What to work on -> In the data that follows, find each line containing "price" and copy it.

Data shown ->
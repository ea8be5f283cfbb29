use std::sync::Arc;
use std::time::{Duration, Instant};

use async_trait::async_trait;

use navsearch::{
	CatalogClient, Collection, CollectionHits, CollectionSource, Generation, HeaderSearch,
	PanelState, RemoteError, RemoteOptions, SearchScope, SearchTuning,
};
use pretty_assertions::assert_eq;
use serde_json::json;
use wiremock::matchers::{method, path, query_param};
use wiremock::{Mock, MockServer, ResponseTemplate};

fn client_for(server: &MockServer) -> CatalogClient {
	CatalogClient::new(&RemoteOptions {
		base_url: format!("{}/api", server.uri()),
		..RemoteOptions::default()
	})
	.unwrap()
}

fn envelope(data: serde_json::Value) -> ResponseTemplate {
	ResponseTemplate::new(200).set_body_json(json!({ "success": true, "data": data }))
}

fn fast_tuning(scope: SearchScope) -> SearchTuning {
	SearchTuning {
		debounce: Duration::from_millis(20),
		scope,
		..SearchTuning::default()
	}
}

/// Current time on the tokio clock, so paused tests see virtual time.
fn now() -> Instant {
	tokio::time::Instant::now().into_std()
}

/// Wait out the debounce window and issue whatever is pending.
async fn fire_pending(search: &mut HeaderSearch) {
	while let Some(deadline) = search.next_deadline() {
		tokio::time::sleep_until(tokio::time::Instant::from_std(deadline)).await;
		search.poll(now());
	}
}

#[tokio::test]
async fn client_sends_query_limit_and_first_page() {
	let server = MockServer::start().await;
	Mock::given(method("GET"))
		.and(path("/api/items"))
		.and(query_param("q", "desk lamp"))
		.and(query_param("limit", "8"))
		.and(query_param("page", "1"))
		.respond_with(envelope(json!([
			{ "_id": 7, "name": "Desk lamp", "price": 24.0, "stock": 3 }
		])))
		.expect(1)
		.mount(&server)
		.await;

	let hits = client_for(&server)
		.fetch(Collection::Items, "desk lamp", 8)
		.await
		.unwrap();

	let CollectionHits::Items(items) = hits else {
		panic!("expected item hits");
	};
	assert_eq!(items.len(), 1);
	assert_eq!(items[0].id, "7");
	assert_eq!(items[0].price, Some(24.0));
	assert_eq!(items[0].extra["stock"], json!(3));
}

#[tokio::test]
async fn unsuccessful_envelope_is_rejected() {
	let server = MockServer::start().await;
	Mock::given(method("GET"))
		.and(path("/api/sellers"))
		.respond_with(ResponseTemplate::new(200).set_body_json(json!({
			"success": false,
			"message": "search unavailable",
		})))
		.mount(&server)
		.await;

	let err = client_for(&server)
		.fetch(Collection::Sellers, "acme", 8)
		.await
		.unwrap_err();

	assert!(matches!(
		err,
		RemoteError::Rejected {
			collection: Collection::Sellers,
			..
		}
	));
	assert!(err.to_string().contains("search unavailable"));
}

#[tokio::test]
async fn server_error_and_garbage_body_are_distinguished() {
	let server = MockServer::start().await;
	Mock::given(method("GET"))
		.and(path("/api/items"))
		.respond_with(ResponseTemplate::new(503))
		.mount(&server)
		.await;
	Mock::given(method("GET"))
		.and(path("/api/sellers"))
		.respond_with(ResponseTemplate::new(200).set_body_string("<html>oops</html>"))
		.mount(&server)
		.await;
	let client = client_for(&server);

	let status = client.fetch(Collection::Items, "x", 8).await.unwrap_err();
	assert!(matches!(status, RemoteError::Status { .. }));

	let decode = client.fetch(Collection::Sellers, "x", 8).await.unwrap_err();
	assert!(matches!(decode, RemoteError::Decode { .. }));
}

#[tokio::test]
async fn failing_collection_does_not_blank_the_other() {
	let server = MockServer::start().await;
	Mock::given(method("GET"))
		.and(path("/api/items"))
		.respond_with(envelope(json!([{ "id": "i1", "name": "Armchair" }])))
		.mount(&server)
		.await;
	Mock::given(method("GET"))
		.and(path("/api/sellers"))
		.respond_with(ResponseTemplate::new(500))
		.mount(&server)
		.await;

	let source: Arc<dyn CollectionSource> = Arc::new(client_for(&server));
	let mut search = HeaderSearch::new(source, fast_tuning(SearchScope::All)).unwrap();
	search.on_input_changed("armchair", now());
	fire_pending(&mut search).await;
	search.settle().await;

	let results = search.results().unwrap();
	assert!(!results.loading);
	assert_eq!(results.item_count(), 1);
	assert_eq!(results.sellers, Some(Vec::new()));
	assert_eq!(search.panel(), PanelState::Open);
}

#[tokio::test]
async fn scoped_search_only_queries_its_collection() {
	let server = MockServer::start().await;
	Mock::given(method("GET"))
		.and(path("/api/sellers"))
		.respond_with(envelope(json!([{ "_id": "s1", "shopName": "Acme" }])))
		.expect(1)
		.mount(&server)
		.await;
	Mock::given(method("GET"))
		.and(path("/api/items"))
		.respond_with(envelope(json!([])))
		.expect(0)
		.mount(&server)
		.await;

	let source: Arc<dyn CollectionSource> = Arc::new(client_for(&server));
	let mut search = HeaderSearch::new(source, fast_tuning(SearchScope::Sellers)).unwrap();
	search.on_input_changed("acme", now());
	fire_pending(&mut search).await;
	search.settle().await;

	let results = search.results().unwrap();
	assert_eq!(results.items, None);
	let sellers = results.sellers.as_ref().unwrap();
	assert_eq!(sellers[0].name.as_deref(), Some("Acme"));
}

/// Answers every collection after a per-query delay on the tokio clock.
struct DelayedSource {
	delays: Vec<(&'static str, Duration)>,
}

#[async_trait]
impl CollectionSource for DelayedSource {
	async fn fetch(
		&self,
		collection: Collection,
		text: &str,
		_limit: usize,
	) -> Result<CollectionHits, RemoteError> {
		let delay = self
			.delays
			.iter()
			.find(|(query, _)| *query == text)
			.map(|(_, delay)| *delay)
			.unwrap_or_default();
		tokio::time::sleep(delay).await;
		Ok(match collection {
			Collection::Items => {
				CollectionHits::Items(vec![serde_json::from_value(json!({ "id": text })).unwrap()])
			}
			Collection::Sellers => CollectionHits::Sellers(Vec::new()),
		})
	}
}

#[tokio::test(start_paused = true)]
async fn slow_superseded_response_never_replaces_newer_results() {
	let source = Arc::new(DelayedSource {
		delays: vec![("pho", Duration::from_secs(5))],
	});
	let mut search = HeaderSearch::new(source, SearchTuning::default()).unwrap();
	let started = tokio::time::Instant::now();

	search.on_input_changed("pho", now());
	fire_pending(&mut search).await;
	search.on_input_changed("phone", now());
	fire_pending(&mut search).await;
	search.settle().await;
	assert!(started.elapsed() < Duration::from_secs(5));

	// The "pho" answers land while the clock jumps past their delay.
	tokio::time::sleep(Duration::from_secs(10)).await;
	assert!(!search.pump_results());

	let results = search.results().unwrap();
	assert_eq!(results.generation, Generation(2));
	let ids: Vec<&str> = results
		.items
		.iter()
		.flatten()
		.map(|item| item.id.as_str())
		.collect();
	assert_eq!(ids, vec!["phone"]);
}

Solution ->
			{ "_id": 7, "name": "Desk lamp", "price": 24.0, "stock": 3 }
	assert_eq!(items[0].price, Some(24.0));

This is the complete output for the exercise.